TASK DETAILS ▸ Go through the data below and return each line where the string "SchemaManager" occurs.

☆ ☆ ☆ ☆ ☆ ☆ ☆

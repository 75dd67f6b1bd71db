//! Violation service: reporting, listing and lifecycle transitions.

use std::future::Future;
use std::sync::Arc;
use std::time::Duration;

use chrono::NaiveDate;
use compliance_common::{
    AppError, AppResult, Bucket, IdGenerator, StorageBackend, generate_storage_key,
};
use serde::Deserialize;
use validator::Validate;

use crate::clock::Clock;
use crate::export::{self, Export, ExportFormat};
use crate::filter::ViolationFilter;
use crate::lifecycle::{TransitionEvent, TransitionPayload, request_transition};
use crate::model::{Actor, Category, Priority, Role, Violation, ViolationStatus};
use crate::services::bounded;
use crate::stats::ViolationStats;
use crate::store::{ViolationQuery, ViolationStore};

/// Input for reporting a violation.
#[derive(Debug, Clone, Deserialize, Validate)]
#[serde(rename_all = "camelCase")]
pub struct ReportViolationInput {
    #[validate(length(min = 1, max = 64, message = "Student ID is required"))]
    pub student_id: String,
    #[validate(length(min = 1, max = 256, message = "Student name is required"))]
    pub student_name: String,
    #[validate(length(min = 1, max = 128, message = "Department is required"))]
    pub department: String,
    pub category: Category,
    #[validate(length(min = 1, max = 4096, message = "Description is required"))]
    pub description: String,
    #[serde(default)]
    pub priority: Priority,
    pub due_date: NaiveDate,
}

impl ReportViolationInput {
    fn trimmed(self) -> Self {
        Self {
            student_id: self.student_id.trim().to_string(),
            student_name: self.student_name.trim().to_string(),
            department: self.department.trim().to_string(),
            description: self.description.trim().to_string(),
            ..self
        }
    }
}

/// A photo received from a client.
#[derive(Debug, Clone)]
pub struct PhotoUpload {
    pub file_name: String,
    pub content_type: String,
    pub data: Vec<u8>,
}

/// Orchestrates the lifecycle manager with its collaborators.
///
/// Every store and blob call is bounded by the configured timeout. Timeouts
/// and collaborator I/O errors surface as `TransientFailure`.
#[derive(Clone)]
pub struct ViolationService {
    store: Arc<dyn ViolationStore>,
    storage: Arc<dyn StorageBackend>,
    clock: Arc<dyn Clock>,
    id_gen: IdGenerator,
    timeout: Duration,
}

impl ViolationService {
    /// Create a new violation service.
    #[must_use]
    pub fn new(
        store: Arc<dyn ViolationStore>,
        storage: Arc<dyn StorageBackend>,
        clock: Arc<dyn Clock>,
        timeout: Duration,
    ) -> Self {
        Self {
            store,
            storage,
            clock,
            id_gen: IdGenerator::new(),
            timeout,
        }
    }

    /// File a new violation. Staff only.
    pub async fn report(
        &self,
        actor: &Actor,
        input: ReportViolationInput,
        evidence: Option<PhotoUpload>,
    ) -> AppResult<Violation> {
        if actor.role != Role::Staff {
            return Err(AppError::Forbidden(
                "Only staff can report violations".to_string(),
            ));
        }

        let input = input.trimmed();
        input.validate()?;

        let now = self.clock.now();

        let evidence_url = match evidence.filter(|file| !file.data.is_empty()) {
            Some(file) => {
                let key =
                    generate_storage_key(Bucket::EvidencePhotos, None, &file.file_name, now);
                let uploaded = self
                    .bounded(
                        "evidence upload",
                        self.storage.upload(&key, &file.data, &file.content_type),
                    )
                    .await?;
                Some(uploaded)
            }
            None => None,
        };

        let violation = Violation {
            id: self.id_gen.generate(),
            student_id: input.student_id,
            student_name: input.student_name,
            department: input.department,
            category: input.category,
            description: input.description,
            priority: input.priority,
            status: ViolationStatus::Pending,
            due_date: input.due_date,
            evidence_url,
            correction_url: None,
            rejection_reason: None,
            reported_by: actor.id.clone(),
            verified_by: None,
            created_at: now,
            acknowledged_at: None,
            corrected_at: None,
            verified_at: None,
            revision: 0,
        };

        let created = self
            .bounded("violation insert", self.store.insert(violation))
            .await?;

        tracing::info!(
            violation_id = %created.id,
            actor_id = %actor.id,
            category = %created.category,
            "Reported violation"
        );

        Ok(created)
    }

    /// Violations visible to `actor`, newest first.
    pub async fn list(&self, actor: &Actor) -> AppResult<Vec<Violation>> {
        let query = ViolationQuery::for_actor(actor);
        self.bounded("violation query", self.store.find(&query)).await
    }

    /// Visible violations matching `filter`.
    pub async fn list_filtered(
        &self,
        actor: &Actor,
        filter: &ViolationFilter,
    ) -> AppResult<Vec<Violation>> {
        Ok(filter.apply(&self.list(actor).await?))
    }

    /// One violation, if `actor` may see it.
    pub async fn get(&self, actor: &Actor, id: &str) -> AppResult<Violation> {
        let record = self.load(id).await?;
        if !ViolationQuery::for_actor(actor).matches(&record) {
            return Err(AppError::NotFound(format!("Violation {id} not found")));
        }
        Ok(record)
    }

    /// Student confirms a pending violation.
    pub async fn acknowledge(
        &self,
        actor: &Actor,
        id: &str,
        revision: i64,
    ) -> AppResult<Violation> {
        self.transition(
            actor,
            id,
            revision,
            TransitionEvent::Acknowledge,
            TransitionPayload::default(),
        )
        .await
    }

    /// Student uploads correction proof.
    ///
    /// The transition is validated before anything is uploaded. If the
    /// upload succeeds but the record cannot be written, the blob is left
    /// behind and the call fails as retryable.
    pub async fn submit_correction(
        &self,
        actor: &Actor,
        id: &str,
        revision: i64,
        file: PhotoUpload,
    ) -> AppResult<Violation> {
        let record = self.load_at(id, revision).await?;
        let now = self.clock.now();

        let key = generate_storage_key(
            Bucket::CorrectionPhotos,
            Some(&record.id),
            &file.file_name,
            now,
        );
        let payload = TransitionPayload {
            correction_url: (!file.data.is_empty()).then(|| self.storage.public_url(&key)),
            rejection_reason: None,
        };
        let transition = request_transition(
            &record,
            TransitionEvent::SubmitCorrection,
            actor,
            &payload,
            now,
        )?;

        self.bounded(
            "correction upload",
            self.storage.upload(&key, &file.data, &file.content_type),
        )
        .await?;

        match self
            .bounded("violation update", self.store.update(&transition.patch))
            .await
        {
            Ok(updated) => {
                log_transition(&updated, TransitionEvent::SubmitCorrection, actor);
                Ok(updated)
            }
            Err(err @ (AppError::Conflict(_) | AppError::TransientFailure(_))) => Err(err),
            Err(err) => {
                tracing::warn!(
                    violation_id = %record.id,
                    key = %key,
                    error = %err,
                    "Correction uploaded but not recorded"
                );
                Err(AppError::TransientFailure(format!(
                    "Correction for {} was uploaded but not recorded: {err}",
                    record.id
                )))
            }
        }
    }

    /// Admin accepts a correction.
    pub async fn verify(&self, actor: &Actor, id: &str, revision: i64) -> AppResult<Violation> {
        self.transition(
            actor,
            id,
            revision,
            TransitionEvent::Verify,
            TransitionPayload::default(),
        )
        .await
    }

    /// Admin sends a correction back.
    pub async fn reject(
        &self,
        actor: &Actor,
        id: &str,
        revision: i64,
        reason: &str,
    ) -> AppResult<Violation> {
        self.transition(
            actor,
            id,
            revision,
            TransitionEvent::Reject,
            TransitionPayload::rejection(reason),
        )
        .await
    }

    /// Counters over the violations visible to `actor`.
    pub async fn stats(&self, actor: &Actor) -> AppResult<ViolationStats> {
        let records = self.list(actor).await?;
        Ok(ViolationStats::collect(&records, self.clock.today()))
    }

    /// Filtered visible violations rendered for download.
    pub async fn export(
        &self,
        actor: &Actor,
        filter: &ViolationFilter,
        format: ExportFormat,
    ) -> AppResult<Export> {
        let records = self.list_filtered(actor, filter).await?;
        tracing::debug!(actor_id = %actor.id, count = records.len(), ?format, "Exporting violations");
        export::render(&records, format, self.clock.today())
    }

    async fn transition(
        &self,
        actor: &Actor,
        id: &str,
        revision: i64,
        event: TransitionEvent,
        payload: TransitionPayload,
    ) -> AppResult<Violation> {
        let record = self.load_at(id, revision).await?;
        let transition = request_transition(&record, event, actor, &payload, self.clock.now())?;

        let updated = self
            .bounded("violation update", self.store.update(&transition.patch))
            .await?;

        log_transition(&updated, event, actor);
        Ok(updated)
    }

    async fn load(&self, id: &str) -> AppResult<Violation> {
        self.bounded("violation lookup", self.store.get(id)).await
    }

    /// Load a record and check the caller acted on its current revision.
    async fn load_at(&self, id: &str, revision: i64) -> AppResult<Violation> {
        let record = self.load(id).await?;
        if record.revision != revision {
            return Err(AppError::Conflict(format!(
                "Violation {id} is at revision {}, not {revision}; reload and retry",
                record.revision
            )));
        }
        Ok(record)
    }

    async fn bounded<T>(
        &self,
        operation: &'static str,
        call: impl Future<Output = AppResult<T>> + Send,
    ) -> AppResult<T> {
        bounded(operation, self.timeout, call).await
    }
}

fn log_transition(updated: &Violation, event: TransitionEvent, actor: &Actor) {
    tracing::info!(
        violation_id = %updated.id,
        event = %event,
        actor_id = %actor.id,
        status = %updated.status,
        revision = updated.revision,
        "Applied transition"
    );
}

☆ ☆ ☆ ☆ ☆ ☆ ☆

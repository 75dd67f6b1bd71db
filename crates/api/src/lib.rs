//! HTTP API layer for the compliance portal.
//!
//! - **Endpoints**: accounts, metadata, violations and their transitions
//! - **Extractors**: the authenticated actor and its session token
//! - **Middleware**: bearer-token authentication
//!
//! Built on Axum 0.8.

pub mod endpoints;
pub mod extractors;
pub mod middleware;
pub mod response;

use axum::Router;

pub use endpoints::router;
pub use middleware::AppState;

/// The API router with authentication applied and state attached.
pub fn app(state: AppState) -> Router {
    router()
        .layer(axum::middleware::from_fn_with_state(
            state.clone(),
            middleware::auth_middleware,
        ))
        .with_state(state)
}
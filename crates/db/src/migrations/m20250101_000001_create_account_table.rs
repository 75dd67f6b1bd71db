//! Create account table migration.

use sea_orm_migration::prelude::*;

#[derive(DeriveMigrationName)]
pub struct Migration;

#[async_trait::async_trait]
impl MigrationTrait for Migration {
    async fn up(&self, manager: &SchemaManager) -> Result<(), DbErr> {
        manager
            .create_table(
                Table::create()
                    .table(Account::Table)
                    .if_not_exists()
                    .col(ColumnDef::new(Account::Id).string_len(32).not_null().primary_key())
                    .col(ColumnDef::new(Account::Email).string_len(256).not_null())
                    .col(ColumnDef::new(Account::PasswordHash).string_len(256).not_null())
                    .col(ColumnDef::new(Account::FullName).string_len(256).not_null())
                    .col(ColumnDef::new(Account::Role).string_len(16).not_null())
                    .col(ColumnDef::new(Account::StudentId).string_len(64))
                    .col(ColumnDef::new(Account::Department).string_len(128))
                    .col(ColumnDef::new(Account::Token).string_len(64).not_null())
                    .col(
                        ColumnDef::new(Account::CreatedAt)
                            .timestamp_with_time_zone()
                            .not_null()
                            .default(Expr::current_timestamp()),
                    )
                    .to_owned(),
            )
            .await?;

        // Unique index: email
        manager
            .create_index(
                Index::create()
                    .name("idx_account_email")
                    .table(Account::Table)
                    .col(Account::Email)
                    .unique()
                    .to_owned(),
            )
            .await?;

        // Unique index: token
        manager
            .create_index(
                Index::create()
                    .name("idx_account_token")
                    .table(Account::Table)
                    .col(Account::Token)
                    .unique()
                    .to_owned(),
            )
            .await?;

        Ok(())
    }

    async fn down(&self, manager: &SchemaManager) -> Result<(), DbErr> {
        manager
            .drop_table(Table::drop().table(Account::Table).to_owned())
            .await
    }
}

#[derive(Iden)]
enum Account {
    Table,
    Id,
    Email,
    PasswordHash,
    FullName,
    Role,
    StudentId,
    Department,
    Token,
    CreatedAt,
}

☆ ☆ ☆ ☆ ☆ ☆ ☆

RESPONSE TO THE TASK ▸
    async fn up(&self, manager: &SchemaManager) -> Result<(), DbErr> {
    async fn down(&self, manager: &SchemaManager) -> Result<(), DbErr> {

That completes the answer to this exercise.